What the exercise asks: What is needed is a verbatim copy of each record below.

════

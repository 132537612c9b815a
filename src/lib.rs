//! # composite-sig
//!
//! Per-grid-cell significance testing of spatial composites against a
//! background climatology, for event-composite analysis (e.g. "all
//! atmospheric-river days" vs. the full record).
//!
//! Two independent methods share one output contract: a categorical grid
//! with `+1` (significantly high), `-1` (significantly low), `0` (not
//! significant) per cell.
//!
//! ## Bootstrap pipeline
//!
//! ```text
//!  ┌────────────────┐    ┌────────────┐    ┌───────────────┐    ┌────────────┐
//!  │ Grid Validator  │───▶│ Resampler  │───▶│ Quantile      │───▶│ Classifier │
//!  │ (coords align)  │    │ (n draws,  │    │ Estimator     │    │ (±1 / 0)   │
//!  └────────────────┘    │  per-cell  │    │ (sig, 1-sig   │    └────────────┘
//!                        │  means)    │    │  cutoffs)     │
//!                        └────────────┘    └───────────────┘
//! ```
//!
//! The t-test path skips the resampler: per cell, Welch's two-sample test
//! between two raw sample stacks, thresholded on the p-value.
//!
//! ## Quick start
//!
//! ```ignore
//! use composite_sig::{BootstrapConfig, Dataset, Tail, bootstrap_significance};
//! use rand::SeedableRng;
//! use rand::rngs::StdRng;
//!
//! let climatology = Dataset::with_variable("ivt", climo_grid);
//! let composite = Dataset::with_variable("ivt", composite_grid);
//! let config = BootstrapConfig::new(25).with_sig(0.01).with_tail(Tail::Both);
//! let mut rng = StdRng::seed_from_u64(42);
//! let sig = bootstrap_significance(&climatology, &composite, "ivt", &config, &mut rng)?;
//! ```

mod classify;
mod config;
mod error;
mod grid;
mod quantile;
mod resample;
mod significance;
mod ttest;
mod validate;

pub use classify::{Tail, classify};
pub use config::BootstrapConfig;
pub use error::SigError;
pub use grid::{Dataset, Grid2, Grid3, SignificanceGrid, SpatialCoords};
pub use quantile::quantile_cutoffs;
pub use resample::bootstrap_distribution;
pub use significance::{bootstrap_significance, ttest_significance};
pub use validate::check_alignment;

════

Exercise result:
repository 132537612c9b815a
filename src/lib.rs
//! # composite-sig
//!
//! Per-grid-cell significance testing of spatial composites against a
//! background climatology, for event-composite analysis (e.g. "all
//! atmospheric-river days" vs. the full record).
//!
//! Two independent methods share one output contract: a categorical grid
//! with `+1` (significantly high), `-1` (significantly low), `0` (not
//! significant) per cell.
//!
//! ## Bootstrap pipeline
//!
//! ```text
//!  ┌────────────────┐    ┌────────────┐    ┌───────────────┐    ┌────────────┐
//!  │ Grid Validator  │───▶│ Resampler  │───▶│ Quantile      │───▶│ Classifier │
//!  │ (coords align)  │    │ (n draws,  │    │ Estimator     │    │ (±1 / 0)   │
//!  └────────────────┘    │  per-cell  │    │ (sig, 1-sig   │    └────────────┘
//!                        │  means)    │    │  cutoffs)     │
//!                        └────────────┘    └───────────────┘
//! ```
//!
//! The t-test path skips the resampler: per cell, Welch's two-sample test
//! between two raw sample stacks, thresholded on the p-value.
//!
//! ## Quick start
//!
//! ```ignore
//! use composite_sig::{BootstrapConfig, Dataset, Tail, bootstrap_significance};
//! use rand::SeedableRng;
//! use rand::rngs::StdRng;
//!
//! let climatology = Dataset::with_variable("ivt", climo_grid);
//! let composite = Dataset::with_variable("ivt", composite_grid);
//! let config = BootstrapConfig::new(25).with_sig(0.01).with_tail(Tail::Both);
//! let mut rng = StdRng::seed_from_u64(42);
//! let sig = bootstrap_significance(&climatology, &composite, "ivt", &config, &mut rng)?;
//! ```

mod classify;
mod config;
mod error;
mod grid;
mod quantile;
mod resample;
mod significance;
mod ttest;
mod validate;

pub use classify::{Tail, classify};
pub use config::BootstrapConfig;
pub use error::SigError;
pub use grid::{Dataset, Grid2, Grid3, SignificanceGrid, SpatialCoords};
pub use quantile::quantile_cutoffs;
pub use resample::bootstrap_distribution;
pub use significance::{bootstrap_significance, ttest_significance};
pub use validate::check_alignment;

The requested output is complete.